#17- Learning to Tend The Garden of Your Mind

Your mind is a garden.

No different from the one you watched your mother tend as a child.

Think back to the beautiful flowers blossoming. 

All different colors, shapes, and types.

And now think back to the constant presence of weeds growing uncontrollably.

Ugly and vicious.

If you look deeply, your mind is the same.

Flowers of compassion, patience, joy, and positivity waiting to be watered and nurtured.

Weeds of hatred, ego, gossip, and negativity also competing for space.

Much like the gardens of your childhood, the weeds of your mind require little water to grow strong.

They take one drop and fill your mind almost immediately.

Taking up space, they prevent flowers from growing abundantly.

Think about it:

You’re having a good day.

You’re getting work done.

It’s nice outside.

Life is good.

Then, your arch-nemesis’s name pops up on your phone.

Their text says something like, “I just wish you wouldn’t have done something so stupid.”

Day ruined.

The weeds of negativity have all they need to fill your garden.

However, a master gardener knows how she can suppress weeds before they grow strong:

Using conscious breath and meditation, she transforms weeds into flowers.

Thich Nhat Hanh, a Vietnamese Monk known as the “Father of Mindfulness” tell us,

“Our role as gardeners is to choose, plant and tend the best seeds within the garden of our consciousness. Learning to look deeply at our consciousness is our greatest gift and our greatest need, for there lie the seeds of suffering and of love, the very roots of our being, of who we are. Mindfulness…is the guide and the practice by which we learn how to use the seeds of suffering to nourish the seeds of love.”

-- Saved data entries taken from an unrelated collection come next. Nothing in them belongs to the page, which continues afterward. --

use std::time::Duration;

use crossbeam_channel::{Receiver, RecvTimeoutError, Sender, TrySendError, bounded};
use protocol::CompositorFeedback;
use rtrb::{Consumer, Producer, PushError, RingBuffer};

/// Compositing-thread end of the feedback channel.
///
/// When the ring is full, feedback is merged into a local pending frame and pushed on the
/// next attempt, so a slow consumer sees fewer frames but never loses a counter or a
/// composition response.
pub struct FeedbackProducer {
    ring: Producer<CompositorFeedback>,
    pending: Option<CompositorFeedback>,
    notify: Sender<()>,
}

impl FeedbackProducer {
    pub fn push(&mut self, feedback: CompositorFeedback) {
        let merged = match self.pending.take() {
            Some(pending) => CompositorFeedback::merge_mailbox(pending, feedback),
            None => feedback,
        };
        self.pending = Some(merged);
        self.flush();
    }

    /// Retries a frame left pending by a full ring.
    pub fn flush(&mut self) {
        let Some(frame) = self.pending.take() else {
            return;
        };
        match self.ring.push(frame) {
            Ok(()) => match self.notify.try_send(()) {
                Ok(()) | Err(TrySendError::Full(())) => {}
                Err(TrySendError::Disconnected(())) => {
                    tracing::trace!("feedback consumer is gone");
                }
            },
            Err(PushError::Full(frame)) => {
                self.pending = Some(frame);
            }
        }
    }

    pub fn has_pending(&self) -> bool {
        self.pending.is_some()
    }
}

/// Controlling-thread end of the feedback channel.
pub struct FeedbackConsumer {
    ring: Consumer<CompositorFeedback>,
    notify: Receiver<()>,
}

impl FeedbackConsumer {
    /// Pops everything available and merges it into one frame.
    pub fn drain(&mut self) -> Option<CompositorFeedback> {
        let mut merged: Option<CompositorFeedback> = None;
        while let Ok(frame) = self.ring.pop() {
            merged = Some(match merged {
                Some(current) => CompositorFeedback::merge_mailbox(current, frame),
                None => frame,
            });
        }
        merged
    }

    /// Waits for the producer to signal new feedback. Returns false on timeout or when
    /// the producer is gone.
    pub fn wait(&self, timeout: Duration) -> bool {
        if !self.ring.is_empty() {
            return true;
        }
        match self.notify.recv_timeout(timeout) {
            Ok(()) => true,
            Err(RecvTimeoutError::Timeout) => !self.ring.is_empty(),
            Err(RecvTimeoutError::Disconnected) => !self.ring.is_empty(),
        }
    }

    /// Receiver an event loop can `select!` on alongside its own sources.
    pub fn notifier(&self) -> Receiver<()> {
        self.notify.clone()
    }
}

pub fn feedback_channel(capacity: usize) -> (FeedbackProducer, FeedbackConsumer) {
    assert!(capacity > 0, "feedback capacity must be greater than zero");
    let (ring_producer, ring_consumer) = RingBuffer::new(capacity);
    let (notify_sender, notify_receiver) = bounded(1);
    (
        FeedbackProducer {
            ring: ring_producer,
            pending: None,
            notify: notify_sender,
        },
        FeedbackConsumer {
            ring: ring_consumer,
            notify: notify_receiver,
        },
    )
}

#[cfg(test)]
mod tests {
    use super::*;
    use protocol::CompositionResponseId;

    #[test]
    fn full_ring_merges_instead_of_dropping() {
        let (mut producer, mut consumer) = feedback_channel(1);
        producer.push(CompositorFeedback::will_render_frame());
        producer.push(CompositorFeedback::did_render_frame(
            CompositionResponseId(1),
            None,
        ));
        producer.push(CompositorFeedback::did_render_frame(
            CompositionResponseId(2),
            None,
        ));
        assert!(producer.has_pending());

        let first = consumer.drain().unwrap();
        assert_eq!(first.will_render_frames, 1);
        assert_eq!(first.composition_response, None);

        producer.flush();
        let second = consumer.drain().unwrap();
        assert_eq!(second.did_render_frames, 2);
        assert_eq!(second.composition_response, Some(CompositionResponseId(2)));
        assert!(consumer.drain().is_none());
    }

    #[test]
    fn consumer_wakes_on_feedback_from_other_thread() {
        let (mut producer, mut consumer) = feedback_channel(4);
        let handle = std::thread::spawn(move || {
            producer.push(CompositorFeedback::did_render_frame(
                CompositionResponseId(7),
                None,
            ));
        });
        assert!(consumer.wait(Duration::from_secs(5)));
        handle.join().unwrap();
        assert_eq!(
            consumer.drain().and_then(|frame| frame.composition_response),
            Some(CompositionResponseId(7))
        );
    }
}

Seeds of suffering become seeds of love.

Seeds of anger become seeds of patience.

Seeds of gossip become seeds of gratitude.

Careful gardening becomes deeper mindfulness.

Learn to tend the garden of your mind, and you will grow to love weeds and flowers all the same.

Want to become a master gardener?

Here’s the 10 step process I have been using to work my way there:

  1. Wake up.
  2. Set aside 15 minutes.
  3. Lay down on the floor.
  4. Start breathing consciously.
  5. Visualize the garden of your childhood in your mind.
  6. Don’t think of anything else. As soon as you do, bring your mind back to the garden.
  7. Focus on the flowers you want to grow strong (compassion, patience, gratitude, etc.)
  8. Focus on the weeds you want to suppress (anger, ego, gossip, etc.)
  9. Imagine yourself watering the flowers.
  10. Imagine yourself pulling the weeds.

Over time, the flowers will grow stronger and stronger.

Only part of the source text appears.